Three hen egg‐white lysozyme inhibitor producing strains, Enterobacter cloacae M‐1002, E. sakazakii M‐1204, and Erwinia rhapontici H‐55, were isolated from the soils of Taiwan. E. cloacae M‐1002 appeared to be a promising inhibitor producing strain. One inhibitor was isolated from the culture broth of this strain. Maximum lysozyme inhibitory activity was obtained when the bacterium was grown aerobically in a medium consisting of 0.75% glucose, 0.25% beef extract, 1.0% polypeptone, and 0.25% sodium L‐glutamate (pH 70) at 37 °C after 36–48 hrs.
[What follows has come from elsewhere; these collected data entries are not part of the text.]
#[cfg(test)]
mod tests {
    use super::*;
    use composite_gpu::{Command, MaterialHandle, RenderTargetHandle};

    fn quad() -> Mesh {
        let mut mesh = Mesh::new();
        for (x, y) in [(0.0, 0.0), (0.0, 10.0), (10.0, 10.0), (10.0, 0.0)] {
            mesh.add_vertex(UiVertex::new(Vec3::new(x, y, 0.0), [255; 4], Vec2::ZERO));
        }
        mesh.add_triangle(0, 1, 2);
        mesh.add_triangle(2, 3, 0);
        mesh
    }

    const TINT: [u8; 4] = [10, 20, 30, 255];
    const TARGET: TextureRef = TextureRef::Target(RenderTargetHandle(1));

    fn blits(cb: &CommandBuffer) -> Vec<BlitPass> {
        cb.commands()
            .iter()
            .filter_map(|c| match c {
                Command::Blit { pass, .. } => Some(*pass),
                _ => None,
            })
            .collect()
    }

    #[test]
    fn test_shadow_moves_and_recolors_in_place() {
        let mut mesh = quad();
        let mut effect = EffectPreset::Shadow.effect();
        effect.modify_mesh(&mut mesh, Rect::ZERO, TINT);
        assert_eq!(mesh.vertex_count(), 4);
        assert_eq!(mesh.vertices[0].position, [1.0, -1.0, 0.0]);
        assert!(mesh.vertices.iter().all(|v| v.color == TINT));
    }

    #[test]
    fn test_outline_patterns() {
        let mut effect = Effect::Outline(OutlineParams::default());
        let mut mesh = quad();
        effect.modify_mesh(&mut mesh, Rect::ZERO, TINT);
        assert_eq!(mesh.vertex_count(), 16);
        assert_eq!(mesh.triangle_count(), 8);
        // Last appended copy is (-x, -y); the original moved by (+x, +y).
        assert_eq!(mesh.vertices[12].position, [-1.0, 1.0, 0.0]);
        assert_eq!(mesh.vertices[0].position, [1.0, -1.0, 0.0]);
        assert_eq!(&mesh.indices[6..12], &[4, 5, 6, 6, 7, 4]);

        let mut x8 = Effect::Outline(OutlineParams {
            pattern: OutlinePattern::X8,
            ..Default::default()
        });
        let mut mesh = quad();
        x8.modify_mesh(&mut mesh, Rect::ZERO, TINT);
        assert_eq!(mesh.vertex_count(), 32);
        assert_eq!(mesh.triangle_count(), 16);

        let mut x0 = Effect::Outline(OutlineParams {
            pattern: OutlinePattern::X0,
            ..Default::default()
        });
        let mut mesh = quad();
        x0.modify_mesh(&mut mesh, Rect::ZERO, TINT);
        assert!(mesh.is_empty());
    }

    #[test]
    fn test_mirror_builds_gradient_rows() {
        let mut effect = Effect::Mirror(MirrorParams {
            offset: 2.0,
            ..Default::default()
        });
        let mut mesh = quad();
        effect.modify_mesh(&mut mesh, Rect::new(0.0, 0.0, 10.0, 20.0), TINT);
        // Samples at 0, 0.5 and 1: three rows, two quads.
        assert_eq!(mesh.vertex_count(), 6);
        assert_eq!(mesh.triangle_count(), 4);
        assert_eq!(mesh.vertices[0].position, [0.0, 2.0, 0.0]);
        assert_eq!(mesh.vertices[3].position, [10.0, -8.0, 0.0]);
        assert_eq!(mesh.vertices[3].uv, [1.0, 0.5]);
        assert_eq!(mesh.vertices[0].color[3], 255);
        assert_eq!(mesh.vertices[5].color[3], 0);
    }

    #[test]
    fn test_mirror_gradient_cache_invalidates() {
        let mut params = MirrorParams::default();
        assert_eq!(params.samples().len(), 3);
        let mut g = Gradient::default();
        g.alpha_keys[1].time = 0.25;
        g.alpha_keys.push(crate::gradient::AlphaKey { alpha: 0.5, time: 0.75 });
        params.set_gradient(g);
        assert_eq!(params.samples().len(), 4);
    }

    #[test]
    fn test_blur_records_paired_passes() {
        let effect = EffectPreset::Blur.effect();
        let mut cb = CommandBuffer::new("blur");
        effect.record_post_pass(&mut cb, TARGET, (128, 128), 128.0, MaterialHandle(9));
        assert_eq!(blits(&cb), vec![BlitPass::Blur; 6]);
        assert!(matches!(cb.commands().first(), Some(Command::GetTemporary { .. })));
        assert!(matches!(cb.commands().last(), Some(Command::ReleaseTemporary(_))));
    }

    #[test]
    fn test_cutoff_fuses_into_last_iteration() {
        let effect = EffectPreset::Bloom.effect();
        let mut cb = CommandBuffer::new("bloom");
        effect.record_post_pass(&mut cb, TARGET, (64, 64), 128.0, MaterialHandle(9));
        let passes = blits(&cb);
        assert_eq!(passes.len(), 6);
        assert_eq!(passes.last(), Some(&BlitPass::BlurCutoff));
        assert_eq!(passes.iter().filter(|p| **p == BlitPass::BlurCutoff).count(), 1);
    }

    #[test]
    fn test_cutoff_alone_when_blur_is_zero() {
        let effect = Effect::Glow(GlowParams {
            outline: OutlineParams {
                shadow: ShadowParams {
                    blur: BlurParams {
                        blur: 0.0,
                        ..Default::default()
                    },
                    ..Default::default()
                },
                ..Default::default()
            },
            inner_cutoff: 0.5,
        });
        let mut cb = CommandBuffer::new("cutoff");
        effect.record_post_pass(&mut cb, TARGET, (64, 64), 64.0, MaterialHandle(9));
        assert_eq!(blits(&cb), vec![BlitPass::Cutoff]);
        assert!(cb
            .commands()
            .iter()
            .any(|c| matches!(c, Command::CopyTexture { .. })));
    }

    #[test]
    fn test_nothing_recorded_without_blur_or_cutoff() {
        let effect = Effect::Blur(BlurParams {
            blur: 0.0,
            ..Default::default()
        });
        let mut cb = CommandBuffer::new("noop");
        assert!(!effect.needs_post_pass(64, 64.0));
        effect.record_post_pass(&mut cb, TARGET, (64, 64), 64.0, MaterialHandle(9));
        assert!(cb.is_empty());
    }

    #[test]
    fn test_change_classification() {
        let base = EffectPreset::Shadow.effect();
        let mut moved = base.clone();
        if let Effect::Shadow(s) = &mut moved {
            s.distance = Vec2::new(3.0, 3.0);
        }
        assert_eq!(
            moved.change_from(&base),
            EffectChange {
                pixels: false,
                geometry: true
            }
        );

        let mut blurrier = base.clone();
        if let Effect::Shadow(s) = &mut blurrier {
            s.blur.blur = 1.0;
        }
        assert_eq!(
            blurrier.change_from(&base),
            EffectChange {
                pixels: true,
                geometry: false
            }
        );
        assert!(EffectPreset::Blur.effect().change_from(&base).geometry);
    }

    #[test]
    fn test_presets_adjust_renderer() {
        let mut settings = RendererSettings::default();
        EffectPreset::Glow.apply_to(&mut settings);
        assert!(settings.foreground);
        assert_eq!(settings.blend_type, BlendType::Additive);
        assert_eq!(settings.color, Color::rgba(0.0, 1.0, 0.0, 0.5));

        let sanitized = Effect::Blur(BlurParams {
            iteration: 40,
            blur: 3.0,
            ..Default::default()
        })
        .sanitized();
        assert_eq!(sanitized.blur_params().iteration, 10);
        assert_eq!(sanitized.blur_params().blur, 1.0);
    }
}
A hen egg‐white lysozyme inhibitor was isolated from the culture broth of this strain. The inhibitor was purified from the culture supernatant of E. cloacae M‐1002 by ammonium sulfate fractionation, DEAE‐Sepharose CL‐6B column chromatography and Fractogel TSK HW‐55 (S) gel chromatography. Molecular weight of the purified lysozyme inhibitor was estimated to be 18, 000–20, 000 by SDS‐PAGE and HPLC, and was composed of 71% amino acid and 23% total sugar. Serine, glycine, and alanine in a 3:2:1 molar ratio were the major amino acids, calculated to be 32.8, 20.3, and 11.4% (mol%), respectively. Glucose and mannose were the major sugar components of the inhibitor. The inhibitor was stable at pH 5 to 8 and was stable under 50 °C. Only hen egg‐white lysozyme was inhibited by the purified inhibitor but not the other tested enzymes such as lysozyme of celery, turnip; lytic enzyme of Pseudomonas aeruginosa M‐1001; chitinase/lysozyme of P. aeruginosa K‐187; or cellulase and xylanase of Streptomyces actuosus A‐151 and Aspergillus sp. G‐393. The inhibition of lysozyme to the bacterial cell lytic activity by the purified inhibitor was 100%.